KO. De ring et de fureur. Vous l’avez compris: Mike Tyson a quarante-sept ans et il raconte tout avec la manie scrupuleuse de ceux qui n’ont plus rien à perdre à force d’avoir martelé le désastre. C’est à la fois fascinant et terrifiant. Vous sortez littéralement KO de la lecture de "La Vérité et rien d’autre" (éditions Les Arènes, 600 pages), sans savoir si vous avez lu l’une des plus grandes et des plus savoureuses confessions de l’histoire de la littérature sportive, ou si, par voyeurisme primal, vous n’auriez pas par hasard participé à l’exaltation de la mise en scène d’un ex-salaud qui regrette tout ou presque, mais ne laisse rien dans l’ombre.
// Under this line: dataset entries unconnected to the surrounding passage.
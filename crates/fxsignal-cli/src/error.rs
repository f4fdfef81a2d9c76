use thiserror::Error;

use fxsignal_core::{ConfigError, SignalError, ValidationError};
use fxsignal_web::WebError;

/// CLI-level error categories mapped to exit codes.
#[derive(Debug, Error)]
pub enum CliError {
    #[error(transparent)]
    Validation(#[from] ValidationError),

    #[error("configuration error: {0}")]
    Config(#[from] ConfigError),

    #[error(transparent)]
    Signal(#[from] SignalError),

    #[error(transparent)]
    Web(#[from] WebError),

    #[error(transparent)]
    Serialization(#[from] serde_json::Error),

    #[error(transparent)]
    Io(#[from] std::io::Error),
}

impl CliError {
    pub const fn exit_code(&self) -> u8 {
        match self {
            Self::Validation(_) => 2,
            Self::Config(_) => 3,
            Self::Signal(SignalError::Upstream(_)) => 4,
            Self::Signal(SignalError::Internal(_)) | Self::Serialization(_) => 1,
            Self::Web(_) | Self::Io(_) => 10,
        }
    }
}

#[cfg(test)]
mod tests {
    use super::*;
    use fxsignal_core::SourceError;

    #[test]
    fn exit_codes_follow_error_category() {
        let same = CliError::from(ValidationError::SameCurrency {
            code: String::from("USD"),
        });
        assert_eq!(same.exit_code(), 2);

        let config = CliError::from(ConfigError::EmptyProviderUrl);
        assert_eq!(config.exit_code(), 3);

        let upstream = CliError::from(SignalError::Upstream(SourceError::unavailable("down")));
        assert_eq!(upstream.exit_code(), 4);

        let internal = CliError::from(SignalError::Internal(String::from("boom")));
        assert_eq!(internal.exit_code(), 1);
    }
}
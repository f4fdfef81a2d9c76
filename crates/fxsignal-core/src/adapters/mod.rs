//! Rate provider adapters.

mod frankfurter;

pub use frankfurter::{history_window, FrankfurterAdapter};
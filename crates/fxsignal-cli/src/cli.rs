//! CLI argument definitions.
//!
//! | Command | Description |
//! |---------|-------------|
//! | `serve` | Run the web server |
//! | `signal` | Classify one currency pair and print the result |
//! | `currencies` | List supported currencies |
//!
//! Configuration comes from `FXSIGNAL_*` environment variables; the flags
//! below override individual values.
//!
//! ```bash
//! fxsignal serve --bind 127.0.0.1:8000
//! fxsignal signal --base GBP --target JPY --pretty
//! RUST_LOG=debug fxsignal signal --history-days 30
//! ```

use std::net::SocketAddr;

use clap::{Args, Parser, Subcommand};

/// Is now a good time to convert currency?
///
/// Compares today's exchange rate with the trailing history window and
/// answers green, amber or red.
#[derive(Debug, Parser)]
#[command(name = "fxsignal", author, version, about = "FX rate signal service")]
pub struct Cli {
    /// Pretty-print JSON output with indentation.
    #[arg(long, global = true, default_value_t = false)]
    pub pretty: bool,

    #[command(subcommand)]
    pub command: Command,
}

#[derive(Debug, Subcommand)]
pub enum Command {
    /// Serve the page, JSON API and preview image.
    Serve(ServeArgs),
    /// Compute the signal for one pair.
    Signal(SignalArgs),
    /// Print the supported currencies.
    Currencies,
}

#[derive(Debug, Args)]
pub struct ServeArgs {
    /// Socket address to listen on (overrides FXSIGNAL_BIND).
    #[arg(long)]
    pub bind: Option<SocketAddr>,

    /// Lookback window in days (overrides FXSIGNAL_HISTORY_DAYS).
    #[arg(long)]
    pub history_days: Option<u32>,
}

#[derive(Debug, Args)]
pub struct SignalArgs {
    /// Currency to convert from.
    #[arg(long, default_value = "USD")]
    pub base: String,

    /// Currency to convert to.
    #[arg(long, default_value = "EUR")]
    pub target: String,

    /// Lookback window in days (overrides FXSIGNAL_HISTORY_DAYS).
    #[arg(long)]
    pub history_days: Option<u32>,
}

impl Command {
    pub fn history_days(&self) -> Option<u32> {
        match self {
            Self::Serve(args) => args.history_days,
            Self::Signal(args) => args.history_days,
            Self::Currencies => None,
        }
    }
}
mod cli;
mod commands;
mod error;
mod output;

use std::process::ExitCode;

use clap::Parser;
use tracing_subscriber::EnvFilter;

use crate::cli::Cli;
use crate::error::CliError;

#[tokio::main]
async fn main() -> ExitCode {
    init_tracing();

    match run().await {
        Ok(()) => ExitCode::SUCCESS,
        Err(error) => {
            eprintln!("error: {error}");
            ExitCode::from(error.exit_code())
        }
    }
}

async fn run() -> Result<(), CliError> {
    let cli = Cli::parse();
    let config = commands::load_config(&cli)?;

    if let Some(value) = commands::run(&cli, config).await? {
        output::render(&value, cli.pretty)?;
    }
    Ok(())
}

/// Logs go to stderr so command output on stdout stays machine-readable.
fn init_tracing() {
    tracing_subscriber::fmt()
        .with_env_filter(
            EnvFilter::try_from_default_env().unwrap_or_else(|_| EnvFilter::new("info")),
        )
        .with_writer(std::io::stderr)
        .with_target(false)
        .init();
}
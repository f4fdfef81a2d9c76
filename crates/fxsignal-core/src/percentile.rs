//! Linear-interpolated percentile.

/// Returns the `p`-quantile of `values` using linear interpolation between
/// the two closest ranks.
///
/// `p` is clamped to `[0, 1]`. The input does not need to be sorted. An empty
/// slice yields `None`.
///
/// ```
/// use fxsignal_core::percentile;
///
/// assert_eq!(percentile(&[1.0, 2.0, 3.0, 4.0], 0.5), Some(2.5));
/// assert_eq!(percentile(&[], 0.5), None);
/// ```
pub fn percentile(values: &[f64], p: f64) -> Option<f64> {
    if values.is_empty() {
        return None;
    }

    let mut sorted = values.to_vec();
    sorted.sort_by(f64::total_cmp);

    let last = sorted.len() - 1;
    let k = last as f64 * p.clamp(0.0, 1.0);
    let floor_idx = k.floor() as usize;
    let ceil_idx = (floor_idx + 1).min(last);

    if floor_idx == ceil_idx {
        return Some(sorted[floor_idx]);
    }

    let lower = sorted[floor_idx] * (ceil_idx as f64 - k);
    let upper = sorted[ceil_idx] * (k - floor_idx as f64);
    Some(lower + upper)
}
use serde::{Deserialize, Serialize};

use crate::percentile::percentile;

/// Daily rates for one currency pair, oldest first.
///
/// Days the provider did not publish (weekends, holidays) are simply absent.
#[derive(Debug, Clone, Default, PartialEq, Serialize, Deserialize)]
#[serde(transparent)]
pub struct RateSeries(Vec<f64>);

impl RateSeries {
    pub fn new(rates: Vec<f64>) -> Self {
        Self(rates)
    }

    pub fn as_slice(&self) -> &[f64] {
        &self.0
    }

    pub fn len(&self) -> usize {
        self.0.len()
    }

    pub fn is_empty(&self) -> bool {
        self.0.is_empty()
    }

    /// Linear-interpolated percentile, `None` for an empty series.
    pub fn percentile(&self, p: f64) -> Option<f64> {
        percentile(&self.0, p)
    }
}

impl From<Vec<f64>> for RateSeries {
    fn from(value: Vec<f64>) -> Self {
        Self::new(value)
    }
}

impl FromIterator<f64> for RateSeries {
    fn from_iter<I: IntoIterator<Item = f64>>(iter: I) -> Self {
        Self(iter.into_iter().collect())
    }
}
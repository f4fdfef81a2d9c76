use fxsignal_core::AppConfig;
use fxsignal_web::AppState;
use tracing::info;

use crate::cli::ServeArgs;
use crate::error::CliError;

use super::rate_source;

pub async fn run(args: &ServeArgs, config: AppConfig) -> Result<(), CliError> {
    let config = match args.bind {
        Some(bind) => config.with_bind(bind),
        None => config,
    };
    let bind = config.server.bind;
    info!(provider = %config.provider.base_url, "using rate provider");

    let source = rate_source(&config);
    fxsignal_web::serve(AppState::new(config, source), bind).await?;
    Ok(())
}
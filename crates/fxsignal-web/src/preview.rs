//! Social-preview card (`og:image`) rendered as SVG.

use axum::extract::State;
use axum::http::header::{CACHE_CONTROL, CONTENT_TYPE};
use axum::response::{IntoResponse, Response};
use fxsignal_core::{Signal, SignalResult};
use tracing::warn;

use crate::api::{evaluate, PairQuery, RawPairs};
use crate::state::AppState;

const WIDTH: u32 = 1200;
const HEIGHT: u32 = 630;
const CACHE_POLICY: &str = "public, max-age=900";

/// GET /og.svg?base=USD&target=EUR
///
/// Always answers 200 with an image; failures render a neutral card so
/// link unfurlers never show a broken preview.
pub async fn preview_handler(
    State(state): State<AppState>,
    raw: RawPairs,
) -> Response {
    let outcome = match PairQuery::from_raw(raw, &state.config.supported) {
        Ok(query) => evaluate(&state, &query).await,
        Err(error) => Err(error),
    };
    let card = match outcome {
        Ok((pair, result)) => PreviewCard::from_result(&pair.to_string(), &result),
        Err(error) => {
            warn!(code = error.code(), "preview rendered without a signal");
            PreviewCard::unavailable()
        }
    };

    (
        [(CONTENT_TYPE, "image/svg+xml"), (CACHE_CONTROL, CACHE_POLICY)],
        card.render(),
    )
        .into_response()
}

/// Text and colour of one preview image.
#[derive(Debug, Clone, PartialEq)]
pub struct PreviewCard {
    pub title: String,
    pub headline: String,
    pub detail: String,
    pub signal: Signal,
}

impl PreviewCard {
    pub fn from_result(pair: &str, result: &SignalResult) -> Self {
        let detail = match (result.latest, result.p50, result.p75) {
            (Some(latest), Some(p50), Some(p75)) => format!(
                "{pair} = {latest:.4}  |  p50 {p50:.4}  |  p75 {p75:.4}  |  {} days",
                result.days
            ),
            _ => format!("{pair}: no rate data for the last {} days", result.days),
        };

        Self {
            title: format!("FX Signal {pair}"),
            headline: result.label.clone(),
            detail,
            signal: result.signal,
        }
    }

    pub fn unavailable() -> Self {
        Self {
            title: String::from("FX Signal"),
            headline: String::from("Signal unavailable"),
            detail: String::from("Rates could not be loaded right now"),
            signal: Signal::Unknown,
        }
    }

    pub fn render(&self) -> String {
        let accent = accent_colour(self.signal);
        let title = escape_xml(&self.title);
        let headline = escape_xml(&self.headline);
        let detail = escape_xml(&self.detail);

        format!(
            r##"<svg xmlns="http://www.w3.org/2000/svg" width="{WIDTH}" height="{HEIGHT}" viewBox="0 0 {WIDTH} {HEIGHT}">
  <rect width="{WIDTH}" height="{HEIGHT}" fill="#0f172a"/>
  <rect x="0" y="0" width="24" height="{HEIGHT}" fill="{accent}"/>
  <circle cx="1040" cy="160" r="72" fill="{accent}"/>
  <text x="96" y="170" font-family="Helvetica, Arial, sans-serif" font-size="44" fill="#94a3b8">{title}</text>
  <text x="96" y="330" font-family="Helvetica, Arial, sans-serif" font-size="88" font-weight="700" fill="#f8fafc">{headline}</text>
  <text x="96" y="450" font-family="Helvetica, Arial, sans-serif" font-size="36" fill="#cbd5e1">{detail}</text>
</svg>
"##
        )
    }
}

fn accent_colour(signal: Signal) -> &'static str {
    match signal {
        Signal::Green => "#16a34a",
        Signal::Amber => "#f59e0b",
        Signal::Red => "#dc2626",
        Signal::Unknown => "#64748b",
    }
}

fn escape_xml(input: &str) -> String {
    let mut out = String::with_capacity(input.len());
    for ch in input.chars() {
        match ch {
            '&' => out.push_str("&amp;"),
            '<' => out.push_str("&lt;"),
            '>' => out.push_str("&gt;"),
            '"' => out.push_str("&quot;"),
            '\'' => out.push_str("&apos;"),
            other => out.push(other),
        }
    }
    out
}

#[cfg(test)]
mod tests {
    use super::*;
    use fxsignal_core::UnknownReason;

    #[test]
    fn classified_card_shows_rates_and_signal_colour() {
        let result = SignalResult::classified(Signal::Green, 0.9312, 0.91, 0.925, 180);
        let card = PreviewCard::from_result("USD/EUR", &result);
        let svg = card.render();

        assert_eq!(card.headline, "Great time to convert");
        assert!(svg.contains("USD/EUR = 0.9312"));
        assert!(svg.contains("#16a34a"));
        assert!(svg.starts_with("<svg"));
    }

    #[test]
    fn unknown_card_is_neutral() {
        let result = SignalResult::unknown(UnknownReason::NoData, 180);
        let card = PreviewCard::from_result("GBP/JPY", &result);

        assert_eq!(card.signal, Signal::Unknown);
        assert!(card.detail.contains("no rate data"));
        assert!(card.render().contains("#64748b"));
    }

    #[test]
    fn text_is_xml_escaped() {
        assert_eq!(escape_xml("a<b & \"c\""), "a&lt;b &amp; &quot;c&quot;");
    }
}
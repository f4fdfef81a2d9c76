//! # fxsignal core
//!
//! Domain types, the rate source contract and the signal classifier behind
//! the fxsignal service.
//!
//! ## Modules
//!
//! | Module | Description |
//! |--------|-------------|
//! | [`adapters`] | Provider adapters (Frankfurter) |
//! | [`config`] | Process configuration loaded from the environment |
//! | [`domain`] | Currency codes, rate series and signal results |
//! | [`error`] | Validation and configuration errors |
//! | [`http_client`] | HTTP transport abstraction |
//! | [`pair`] | Validated base/target pair |
//! | [`percentile`] | Linear-interpolated percentile |
//! | [`rate_source`] | Rate source trait and source errors |
//! | [`signal`] | Classifier |
//!
//! ## Quick Start
//!
//! ```rust,ignore
//! use fxsignal_core::{compute_signal, CurrencyCode, FrankfurterAdapter, Thresholds};
//!
//! #[tokio::main]
//! async fn main() -> Result<(), Box<dyn std::error::Error>> {
//!     let adapter = FrankfurterAdapter::default();
//!     let result = compute_signal(
//!         &adapter,
//!         CurrencyCode::Usd,
//!         CurrencyCode::Eur,
//!         180,
//!         Thresholds::default(),
//!     )
//!     .await?;
//!     println!("{}: {}", result.signal, result.label);
//!     Ok(())
//! }
//! ```
//!
//! ## Architecture
//!
//! ```text
//! ┌─────────────────┐
//! │ Web / CLI       │
//! └────────┬────────┘
//!          │
//!          ▼
//! ┌─────────────────┐     ┌──────────────────┐
//! │ SignalClassifier│────▶│ percentile()     │
//! └────────┬────────┘     └──────────────────┘
//!          │
//!          ▼
//! ┌─────────────────┐     ┌──────────────────┐
//! │ RateSource      │────▶│ HttpClient       │
//! │ (Frankfurter)   │     │ (reqwest)        │
//! └─────────────────┘     └──────────────────┘
//! ```

pub mod adapters;
pub mod config;
pub mod domain;
pub mod error;
pub mod http_client;
pub mod pair;
pub mod percentile;
pub mod rate_source;
pub mod signal;

// Adapter implementations
pub use adapters::{history_window, FrankfurterAdapter};

// Configuration
pub use config::{AppConfig, ProviderConfig, ServerConfig, SignalSettings, Thresholds};

// Domain models
pub use domain::{normalize_code, CurrencyCode, RateSeries, Signal, SignalResult, UnknownReason};

// Error types
pub use error::{ConfigError, ValidationError};

// HTTP client types
pub use http_client::{HttpClient, HttpError, HttpFuture, HttpRequest, HttpResponse, ReqwestHttpClient};

pub use pair::CurrencyPair;
pub use percentile::percentile;

// Rate source trait
pub use rate_source::{RateSource, SourceError, SourceErrorKind, SourceFuture};

// Classifier
pub use signal::{classify, compute_signal, SignalClassifier, SignalError};
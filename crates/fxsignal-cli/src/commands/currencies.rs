use fxsignal_core::AppConfig;
use serde_json::{json, Value};

use crate::error::CliError;

pub fn run(config: &AppConfig) -> Result<Value, CliError> {
    let supported: Vec<Value> = config
        .supported
        .iter()
        .map(|code| {
            json!({
                "code": code,
                "flag": code.flag(),
                "region": code.region(),
            })
        })
        .collect();
    Ok(json!({ "supported": supported }))
}
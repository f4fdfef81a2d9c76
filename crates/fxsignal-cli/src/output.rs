use std::io::{self, Write};

use serde_json::Value;

use crate::error::CliError;

pub fn render(value: &Value, pretty: bool) -> Result<(), CliError> {
    let payload = if pretty {
        serde_json::to_string_pretty(value)?
    } else {
        serde_json::to_string(value)?
    };

    let mut stdout = io::stdout().lock();
    writeln!(stdout, "{payload}")?;
    Ok(())
}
Il parle ainsi de sa carrière, ombrageuse, de sa jeunesse, de l’alcool, de la drogue, du dopage, de la violence et du goût du sang dans la bouche. Puis aussi des femmes, auxquelles il aimait faire mal pendant l’amour, les entendre crier de douleur, ou des innombrables prostituées pour lesquelles il dépensa des millions de dollars. Enfin, il parle de ses passions pour la méditation, pour l’islam, et surtout pour les livres, qu’il dévore depuis comme un boulimique. Habitué jadis à exécuter ses adversaires sans sommation, le boxeur américain n’esquive aucun coup dans cette autobiographie qui fera date, coécrite par Larry Sloman (la plume de Houdini, Red Hot Chili Peppers, Dylan, etc.).
Toxique. Tyson, à qui sa mère n’a jamais dit «je t’aime», confesse sans pudeur: «Je suis un fils de pute.» Et puis: «Je suis sur le point de mourir, parce que je suis un alcoolique pervers. Bon Dieu, ça devient intéressant.» Ses mots ne changeront pas son image, bien au contraire. Ils nous aident juste à comprendre le destin d’un sportif hors norme, qui s’étonne encore de ne pas avoir terminé avec «une balle dans la peau». Il relate aussi que, à plusieurs reprises, il malmena son manager et promoteur, le sulfureux Don King. Un jour, un proche lui a dit: «Fais gaffe, tu vas te faire buter.» Pour Tyson, Don King « était toxique ». Mais Don King, « c’était la boxe »…
[BLOC-NOTES publié dans l'Humanité du 20 décembre 2013.]